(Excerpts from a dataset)
%%

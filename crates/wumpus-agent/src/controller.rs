use std::collections::{BTreeSet, VecDeque};

#[cfg(feature = "serde")]
use serde::{Deserialize, Serialize};
use tracing::{debug, info, warn};

use wumpus_core::{CaveMut, Cell, Content, Direction};
use wumpus_kb::{Deduction, Fact, HazardDeducer, HazardKind, KnowledgeBase, Percept, Predicate};
use wumpus_nav::{GridPlanner, Route};
use wumpus_tools::{emit, ActionLog, Event, LogEntry, LogSink, NullLogSink};

use crate::AgentConfig;

/// Where the controller is in its perceive/decide/move cycle.
#[derive(Debug, Clone, Copy, PartialEq, Eq)]
#[cfg_attr(feature = "serde", derive(Serialize, Deserialize))]
pub enum Phase {
    /// Choosing the next move or shot.
    Exploring,
    /// A move has been chosen and is about to be taken.
    Moving,
    /// Reading the contents of the current cell.
    Perceiving,
    Dead,
    GoalReached,
    /// No cell left to try.
    Stranded,
    /// `max_turns` used up.
    OutOfTurns,
}

impl Phase {
    pub fn outcome(self) -> Option<Outcome> {
        match self {
            Phase::Exploring | Phase::Moving | Phase::Perceiving => None,
            Phase::Dead => Some(Outcome::Died),
            Phase::GoalReached => Some(Outcome::GoalReached),
            Phase::Stranded => Some(Outcome::Stranded),
            Phase::OutOfTurns => Some(Outcome::TurnLimit),
        }
    }

    pub fn is_terminal(self) -> bool {
        self.outcome().is_some()
    }
}

#[derive(Debug, Clone, Copy, PartialEq, Eq)]
#[cfg_attr(feature = "serde", derive(Serialize, Deserialize))]
pub enum Outcome {
    GoalReached,
    Died,
    Stranded,
    TurnLimit,
}

impl Outcome {
    pub fn is_success(self) -> bool {
        self == Outcome::GoalReached
    }
}

#[derive(Debug, Clone, Copy, PartialEq, Eq)]
pub enum ShotOutcome {
    Hit,
    Miss,
    /// No arrow left, or the attempt is already over. Nothing happened.
    Unavailable,
}

/// Result of one finished attempt.
#[derive(Debug, Clone, PartialEq, Eq)]
#[cfg_attr(feature = "serde", derive(Serialize, Deserialize))]
pub struct AttemptReport {
    pub outcome: Outcome,
    pub score: i64,
    pub turns: u32,
    pub moves: u32,
    pub arrow_used: bool,
    pub final_position: Cell,
    pub log: ActionLog,
    #[cfg_attr(feature = "serde", serde(skip))]
    pub knowledge: KnowledgeBase,
}

#[derive(Debug, Clone, Copy, PartialEq, Eq)]
enum Action {
    Move(Cell),
    Shoot(Cell),
}

/// Drives one exploration attempt.
///
/// The explorer is the single writer of the agent position and reads cell
/// contents only for the cell it stands on, plus the one cell an arrow flies
/// into.
pub struct Explorer<'w, W: CaveMut> {
    world: &'w mut W,
    config: AgentConfig,
    kb: KnowledgeBase,
    deducer: HazardDeducer,
    planner: GridPlanner,
    path: VecDeque<Cell>,
    pending: Option<Cell>,
    facing: Direction,
    score: i64,
    has_arrow: bool,
    alive: bool,
    collected: BTreeSet<Cell>,
    phase: Phase,
    turn: u32,
    moves: u32,
    log: ActionLog,
    sink: Box<dyn LogSink + 'w>,
}
use criterion::{black_box, criterion_group, criterion_main, Criterion};
use wumpus_core::{Bounds, Cell};
use wumpus_nav::GridPlanner;

fn bench_grid_planner(c: &mut Criterion) {
    let bounds = Bounds::new(32, 32);
    let planner = GridPlanner::new(bounds);
    // Comb of walls with alternating gaps.
    let passable = |cell: Cell| {
        let gap = if cell.x % 8 == 0 { 1 } else { 32 };
        cell.x % 4 != 0 || cell.y == gap
    };

    c.bench_function("wumpus-nav/grid.find_path(32x32 comb)", |b| {
        b.iter(|| {
            let route = planner.find_path(&passable, Cell::new(1, 1), Cell::new(32, 32));
            black_box(route.steps());
        })
    });
}

criterion_group!(benches, bench_grid_planner);
criterion_main!(benches);
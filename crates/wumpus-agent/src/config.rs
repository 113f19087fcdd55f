#[cfg(feature = "serde")]
use serde::{Deserialize, Serialize};

use wumpus_core::Cell;
use wumpus_kb::{HazardKind, KnowledgeBase};

/// Scoring and loop limits for one attempt.
#[derive(Debug, Clone, Copy, PartialEq, Eq)]
#[cfg_attr(feature = "serde", derive(Serialize, Deserialize))]
#[cfg_attr(feature = "serde", serde(default))]
pub struct AgentConfig {
    pub gold_bounty: i64,
    pub move_cost: i64,
    pub arrow_cost: i64,
    pub death_penalty: i64,
    pub danger: DangerWeights,
    /// Hard cap on turns; reaching it ends the attempt with
    /// [`crate::Outcome::TurnLimit`].
    pub max_turns: u32,
}

impl Default for AgentConfig {
    fn default() -> Self {
        Self {
            gold_bounty: 1000,
            move_cost: 1,
            arrow_cost: 100,
            death_penalty: 1000,
            danger: DangerWeights::default(),
            max_turns: 10_000,
        }
    }
}

/// Per-hazard-kind penalties used to rank cells when no provably safe move
/// exists.
#[derive(Debug, Clone, Copy, PartialEq, Eq)]
#[cfg_attr(feature = "serde", derive(Serialize, Deserialize))]
#[cfg_attr(feature = "serde", serde(default))]
pub struct DangerWeights {
    pub certain: u32,
    pub suspected: u32,
    pub unknown: u32,
    pub safe: u32,
}

impl Default for DangerWeights {
    fn default() -> Self {
        Self {
            certain: 100,
            suspected: 10,
            unknown: 1,
            safe: 0,
        }
    }
}

impl DangerWeights {
    /// Sum over both hazard kinds; a certified safe cell scores `safe`.
    pub fn score(&self, kb: &KnowledgeBase, cell: Cell) -> u32 {
        if kb.is_safe(cell) {
            return self.safe;
        }
        HazardKind::ALL
            .into_iter()
            .map(|kind| {
                if kb.hazard_present(kind, cell) {
                    self.certain
                } else if kb.is_suspected(kind, cell) {
                    self.suspected
                } else if kb.is_ruled_out(kind, cell) {
                    self.safe
                } else {
                    self.unknown
                }
            })
            .sum()
    }
}
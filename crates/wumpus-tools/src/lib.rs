//! Tooling around exploration runs: the per-turn action log and the sinks it
//! can be streamed into.

#![cfg_attr(docsrs, feature(doc_cfg))]
#![forbid(unsafe_code)]

pub mod log;

pub use log::{emit, ActionLog, Event, LogEntry, LogSink, NullLogSink, TracingLogSink, VecLogSink};
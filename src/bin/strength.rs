//! Strength CLI - Command-line interface for Habit Strength
//!
//! Commands:
//! - recalculate: Recalculate one habit after an edit or a new day
//! - history: Print a habit's day-by-day strength trace
//! - rollover: Apply a new-day event to a list of habits
//! - validate: Check habit records against the storage contract
//! - doctor: Diagnose configuration and environment

use clap::{Parser, Subcommand, ValueEnum};
use std::fs;
use std::io::{self, Read};
use std::path::{Path, PathBuf};
use std::process::ExitCode;

use chrono::NaiveDate;
use habit_strength::types::parse_day;
use habit_strength::{
    HabitRecord, StrengthConfig, StrengthEngine, StrengthPoint, TracingObserver, ENGINE_VERSION,
    PRODUCER_NAME,
};
use tracing_subscriber::EnvFilter;

/// Environment variable holding the log filter
const LOG_ENV: &str = "STRENGTH_LOG";

/// Strength - Habit strength scores from daily completion records
#[derive(Parser)]
#[command(name = "strength")]
#[command(version = ENGINE_VERSION)]
#[command(about = "Compute habit strength scores and history", long_about = None)]
struct Cli {
    #[command(subcommand)]
    command: Commands,
}

/// Options shared by every computing command
#[derive(clap::Args)]
struct EngineArgs {
    /// Calendar day to treat as today (YYYY-MM-DD, defaults to the local date)
    #[arg(long)]
    today: Option<String>,

    /// Smoothing period in days (overrides --config)
    #[arg(long)]
    period: Option<f64>,

    /// Load engine configuration from a JSON file
    #[arg(long)]
    config: Option<PathBuf>,

    /// Log every replayed day (set STRENGTH_LOG=habit_strength=trace to see them)
    #[arg(long)]
    trace: bool,
}

#[derive(Subcommand)]
enum Commands {
    /// Recalculate one habit after an edit or a new day
    Recalculate {
        /// Habit JSON file (use - for stdin)
        #[arg(short, long)]
        input: PathBuf,

        /// Output file path (use - for stdout)
        #[arg(short, long, default_value = "-")]
        output: PathBuf,

        /// Day that was edited (omit for a new-day event)
        #[arg(long)]
        changed_date: Option<String>,

        #[command(flatten)]
        engine: EngineArgs,
    },

    /// Print a habit's day-by-day strength trace
    History {
        /// Habit JSON file (use - for stdin)
        #[arg(short, long)]
        input: PathBuf,

        /// Output file path (use - for stdout)
        #[arg(short, long, default_value = "-")]
        output: PathBuf,

        /// Output format
        #[arg(long, default_value = "ndjson")]
        output_format: OutputFormat,

        #[command(flatten)]
        engine: EngineArgs,
    },

    /// Apply a new-day event to a JSON array of habits
    Rollover {
        /// Habits JSON file (use - for stdin)
        #[arg(short, long)]
        input: PathBuf,

        /// Output file path (use - for stdout)
        #[arg(short, long, default_value = "-")]
        output: PathBuf,

        #[command(flatten)]
        engine: EngineArgs,
    },

    /// Check habit records against the storage contract
    Validate {
        /// Habit or habits JSON file (use - for stdin)
        #[arg(short, long)]
        input: PathBuf,

        /// Calendar day to treat as today (YYYY-MM-DD)
        #[arg(long)]
        today: Option<String>,

        /// Output validation report as JSON
        #[arg(long)]
        json: bool,
    },

    /// Diagnose configuration and environment
    Doctor {
        /// Check a configuration file
        #[arg(long)]
        config: Option<PathBuf>,

        /// Output as JSON
        #[arg(long)]
        json: bool,
    },
}

#[derive(Clone, ValueEnum)]
enum OutputFormat {
    /// Newline-delimited JSON (one point per line)
    Ndjson,
    /// JSON array of points
    Json,
    /// Pretty-printed JSON
    JsonPretty,
}

fn main() -> ExitCode {
    init_tracing();
    let cli = Cli::parse();

    match run(cli) {
        Ok(()) => ExitCode::SUCCESS,
        Err(e) => {
            tracing::debug!(error = ?e, "command failed");
            eprintln!(
                "{}",
                serde_json::to_string(&CliError::from(e))
                    .unwrap_or_else(|_| "Unknown error".to_string())
            );
            ExitCode::FAILURE
        }
    }
}

fn init_tracing() {
    let filter = EnvFilter::try_from_env(LOG_ENV)
        .unwrap_or_else(|_| EnvFilter::new("habit_strength=info"));

    tracing_subscriber::fmt()
        .with_env_filter(filter)
        .with_writer(io::stderr)
        .with_target(true)
        .init();
}

fn run(cli: Cli) -> Result<(), StrengthCliError> {
    match cli.command {
        Commands::Recalculate {
            input,
            output,
            changed_date,
            engine,
        } => cmd_recalculate(&input, &output, changed_date.as_deref(), &engine),

        Commands::History {
            input,
            output,
            output_format,
            engine,
        } => cmd_history(&input, &output, output_format, &engine),

        Commands::Rollover {
            input,
            output,
            engine,
        } => cmd_rollover(&input, &output, &engine),

        Commands::Validate { input, today, json } => cmd_validate(&input, today.as_deref(), json),

        Commands::Doctor { config, json } => cmd_doctor(config.as_deref(), json),
    }
}

fn cmd_recalculate(
    input: &Path,
    output: &Path,
    changed_date: Option<&str>,
    args: &EngineArgs,
) -> Result<(), StrengthCliError> {
    let engine = build_engine(args)?;
    let today = resolve_today(args.today.as_deref())?;
    let changed = changed_date.map(parse_day).transpose()?;

    let habit = HabitRecord::from_json(&read_input(input)?)?;
    let updated = engine.recalculate(&habit, changed, today);

    tracing::info!(
        habit_id = %updated.id,
        habit_type = updated.habit_type.as_str(),
        before = habit.strength,
        after = updated.strength,
        "habit recalculated"
    );

    write_output(output, &(serde_json::to_string_pretty(&updated)? + "\n"))
}
//! Trace observers
//!
//! The engine never logs from its control flow. Anything that wants to watch a
//! recalculation (a debugger, the CLI's `--trace` flag, a test) implements
//! [`StrengthObserver`] and receives callbacks as days are replayed.

use crate::recalculate::RecalcDecision;
use chrono::NaiveDate;

/// What happened to the running strength on one replayed day
#[derive(Debug, Clone, Copy, PartialEq)]
pub enum DayOutcome {
    /// Frozen day: no step, value carried over
    Frozen { strength: f64 },
    /// A smoothing step ran with the given completion value
    Stepped { completion: f64, strength: f64 },
}

impl DayOutcome {
    /// Running strength after the day
    pub fn strength(&self) -> f64 {
        match *self {
            DayOutcome::Frozen { strength } | DayOutcome::Stepped { strength, .. } => strength,
        }
    }
}

/// Receives diagnostic callbacks during recalculation and history replay.
///
/// Every method has an empty default so implementors only override what they
/// care about.
pub trait StrengthObserver {
    /// The orchestrator picked a branch for `habit_id`
    fn on_decision(&self, _habit_id: &str, _decision: &RecalcDecision) {}

    /// A day was replayed
    fn on_day(&self, _date: NaiveDate, _outcome: DayOutcome) {}

    /// A full recompute captured a new baseline just before today's step
    fn on_baseline(&self, _date: NaiveDate, _baseline: f64) {}

    /// Recalculation finished with this unfloored value
    fn on_finish(&self, _habit_id: &str, _strength: f64) {}
}

/// Observer that ignores everything
#[derive(Debug, Default, Clone, Copy)]
pub struct NoopObserver;

impl StrengthObserver for NoopObserver {}

/// Observer that forwards callbacks as structured `tracing` events
#[derive(Debug, Default, Clone, Copy)]
pub struct TracingObserver;

impl StrengthObserver for TracingObserver {
    fn on_decision(&self, habit_id: &str, decision: &RecalcDecision) {
        tracing::debug!(target: "habit_strength", habit_id, path = decision.label(), ?decision, "recalculation path chosen");
    }

    fn on_day(&self, date: NaiveDate, outcome: DayOutcome) {
        match outcome {
            DayOutcome::Frozen { strength } => {
                tracing::trace!(target: "habit_strength", %date, strength, "frozen day, no step");
            }
            DayOutcome::Stepped { completion, strength } => {
                tracing::trace!(target: "habit_strength", %date, completion, strength, "step applied");
            }
        }
    }

    fn on_baseline(&self, date: NaiveDate, baseline: f64) {
        tracing::debug!(target: "habit_strength", %date, baseline, "baseline captured");
    }

    fn on_finish(&self, habit_id: &str, strength: f64) {
        tracing::debug!(target: "habit_strength", habit_id, strength, "recalculation finished");
    }
}
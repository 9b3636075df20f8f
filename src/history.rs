//! Strength history reconstruction
//!
//! Rebuilds the day-by-day strength trace used for charts. Read-only: the
//! habit is never modified, and the trace depends only on the habit's stored
//! daily record, never on its cached strength fields.

use crate::ema::DEFAULT_STRENGTH_PERIOD;
use crate::observer::{DayOutcome, NoopObserver, StrengthObserver};
use crate::replay::{walk_start, Replay};
use crate::types::{HabitRecord, StrengthPoint};
use chrono::NaiveDate;

/// Replays a habit's whole lifetime into a strength trace
pub struct HistoryReconstructor<'a> {
    period: f64,
    observer: &'a dyn StrengthObserver,
}

impl<'a> HistoryReconstructor<'a> {
    pub fn new(period: f64, observer: &'a dyn StrengthObserver) -> Self {
        Self { period, observer }
    }

    /// One point per calendar day from the habit's first day through `today`.
    ///
    /// The last point's [`StrengthPoint::display_strength`] always equals the
    /// `strength` a full recalculation on `today` produces.
    pub fn reconstruct(&self, habit: &HabitRecord, today: NaiveDate) -> Vec<StrengthPoint> {
        let start = walk_start(habit);
        let capacity = usize::try_from((today - start).num_days() + 1).unwrap_or(0);
        let mut points = Vec::with_capacity(capacity);

        Replay::new(habit, self.period, self.observer).run(start, today, 0.0, |date, _, outcome| {
            points.push(StrengthPoint {
                date,
                strength: outcome.strength(),
                frozen: matches!(outcome, DayOutcome::Frozen { .. }),
            });
        });

        points
    }
}

/// Reconstruct history with the default period
pub fn history(habit: &HabitRecord, today: NaiveDate) -> Vec<StrengthPoint> {
    HistoryReconstructor::new(DEFAULT_STRENGTH_PERIOD, &NoopObserver).reconstruct(habit, today)
}

/// Strength recorded for `date` in a trace, if the trace covers it
pub fn strength_on(points: &[StrengthPoint], date: NaiveDate) -> Option<f64> {
    points
        .binary_search_by_key(&date, |point| point.date)
        .ok()
        .map(|index| points[index].strength)
}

%%

■ **WHAT THIS TASK INVOLVES**:
Would you copy out exactly the lines above that start at the one containing "always equals the" and end at the one containing "let mut points", inclusive?

■ **EXERCISE SOLUTION**:
    /// The last point's [`StrengthPoint::display_strength`] always equals the
    /// `strength` a full recalculation on `today` produces.
    pub fn reconstruct(&self, habit: &HabitRecord, today: NaiveDate) -> Vec<StrengthPoint> {
        let start = walk_start(habit);
        let capacity = usize::try_from((today - start).num_days() + 1).unwrap_or(0);
        let mut points = Vec::with_capacity(capacity);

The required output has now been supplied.